CXCL13 and CXCL12 in central nervous system (CNS) lymphoma patients

Abstract

2071 Background: Homing of malignant lymphocytes to the CNS may play a role in the pathogenesis of CNS lymphoma. Recently, the expression of the chemokine receptors CXCR4 and CXCR5 as well as their chemokine ligands CXCL12 and CXCL13 by tumor cells in primary CNS lymphoma (PCNSL) has been demonstrated. In this study, we evaluated CXCL12 and CXCL13 in cerebrospinal fluid (CSF) and serum of patients with CNS lymphoma. Methods: Samples from 30 patients with CNS lymphoma (23 with PCNSL and seven with secondary CNS lymphoma) and 40 controls (10 patients with other CNS malignancies and 30 without a malignant CNS disease) were examined.
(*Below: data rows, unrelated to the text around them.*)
use crate::{FloatError, Overflow, FP32};
use pyo3::exceptions::{PyValueError, PyZeroDivisionError};
use pyo3::prelude::*;

impl From<FloatError> for PyErr {
    fn from(err: FloatError) -> PyErr {
        match err {
            FloatError::DivisionByZero => {
                PyZeroDivisionError::new_err(err.to_string())
            }
            _ => PyValueError::new_err(err.to_string()),
        }
    }
}

/// A 32-bit decimal float: 1 sign bit, 8 exponent bits (a power of ten)
/// and 23 mantissa bits.
#[pyclass]
struct Float32 {
    inner: FP32,
}

#[pymethods]
impl Float32 {
    /// Create a new number from its fields.
    ///
    /// Args:
    ///     is_negative: Whether the number is negative (sign bit)
    ///     exp: The decimal exponent
    ///     mantissa: The mantissa integer, scaled by 10^5
    #[new]
    fn new(is_negative: bool, exp: i64, mantissa: u64) -> PyResult<Self> {
        let inner = FP32::from_integers(
            is_negative,
            exp as i128,
            mantissa as u128,
            Overflow::Reject,
        )?;
        Ok(Float32 { inner })
    }

    /// Convert a python float. Raises ValueError for NaN, infinity and
    /// exponents that don't fit.
    #[staticmethod]
    fn from_float(val: f64) -> PyResult<Self> {
        Ok(Float32 {
            inner: FP32::from_f64(val)?,
        })
    }

    /// Parse a number such as "-1.25e3".
    #[staticmethod]
    fn parse(val: &str) -> PyResult<Self> {
        Ok(Float32 {
            inner: val.parse()?,
        })
    }

    fn __str__(&self) -> String {
        self.inner.to_string()
    }
    fn __repr__(&self) -> String {
        format!(
            "Float32(sign={}, exp={}, mantissa={})",
            self.inner.get_sign(),
            self.inner.get_exp(),
            self.inner.get_mantissa()
        )
    }
    /// Returns the mantissa integer.
    fn get_mantissa(&self) -> u64 {
        // The mantissa field is 23 bits wide.
        self.inner.get_mantissa() as u64
    }
    /// Returns the decimal exponent.
    fn get_exponent(&self) -> i64 {
        // The exponent field is 8 bits wide.
        self.inner.get_exp() as i64
    }
    /// Returns the width of the exponent field in bits.
    fn get_exponent_len(&self) -> usize {
        self.inner.get_exponent_len()
    }
    /// Returns the width of the mantissa field in bits.
    fn get_mantissa_len(&self) -> usize {
        self.inner.get_mantissa_len()
    }
    /// Returns true if the number is negative
    fn is_negative(&self) -> bool {
        self.inner.is_negative()
    }
    /// Returns true if the number is +- zero.
    fn is_zero(&self) -> bool {
        self.inner.is_zero()
    }
    /// convert to f64.
    fn to_float(&self) -> f64 {
        self.inner.as_f64()
    }

    fn __add__(&self, other: &Float32) -> PyResult<Float32> {
        Ok(Float32 {
            inner: FP32::checked_add(self.inner, other.inner)?,
        })
    }
    fn __sub__(&self, other: &Float32) -> PyResult<Float32> {
        Ok(Float32 {
            inner: FP32::checked_sub(self.inner, other.inner)?,
        })
    }
    fn __mul__(&self, other: &Float32) -> PyResult<Float32> {
        Ok(Float32 {
            inner: FP32::checked_mul(self.inner, other.inner)?,
        })
    }
    fn __truediv__(&self, other: &Float32) -> PyResult<Float32> {
        Ok(Float32 {
            inner: FP32::checked_div(self.inner, other.inner)?,
        })
    }
    fn __neg__(&self) -> Float32 {
        Float32 {
            inner: self.inner.neg(),
        }
    }
    fn __eq__(&self, other: &Float32) -> bool {
        self.inner == other.inner
    }
    /// Returns 1/x.
    fn reciprocal(&self) -> PyResult<Float32> {
        Ok(Float32 {
            inner: self.inner.reciprocal()?,
        })
    }
    /// Returns 1/x computed by negating the exponent only. This is exact
    /// only for powers of ten.
    fn approximate_reciprocal(&self) -> PyResult<Float32> {
        Ok(Float32 {
            inner: self.inner.approximate_reciprocal()?,
        })
    }
    /// Prints the number using the internal representation.
    fn dump(&self) {
        self.inner.dump();
    }
} // impl Float32

#[pymodule]
fn _decfloat(m: &Bound<'_, PyModule>) -> PyResult<()> {
    m.add_class::<Float32>()?;
    Ok(())
}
CXCL12 and CXCL13 concentrations were measured using enzyme-linked immunosorbent assays. The grade of blood brain barrier (BBB) disruption was estimated by the CSF/serum albumin ratio. Results: CNS lymphoma patients and controls did not differ in CXCL12 serum and CSF levels. Serum levels of CXCL13 were generally low. CXCL13 CSF levels, however, were high only in CNS lymphoma patients but not in controls (p < 0.0001). Chemokine levels in CSF and serum did not correlate. In CNS lymphoma CXCL13 concentration in CSF correlated with BBB disruption (R = 0.66, p = 0.003). Elevated CSF levels of CXCL12 and CXCL13 measured in seven CNS lymphoma patients decreased in five patients which responded to chemotherapy, and increased in two with lymphoma progression. Conclusions: Our results suggest a production of CXCL13 within the CNS of CNS lymphoma patients which decreases with response to therapy. Thus, CXCL13 may represent a marker for further diagnostic and prognostic studies. No significant financial relationships to disclose.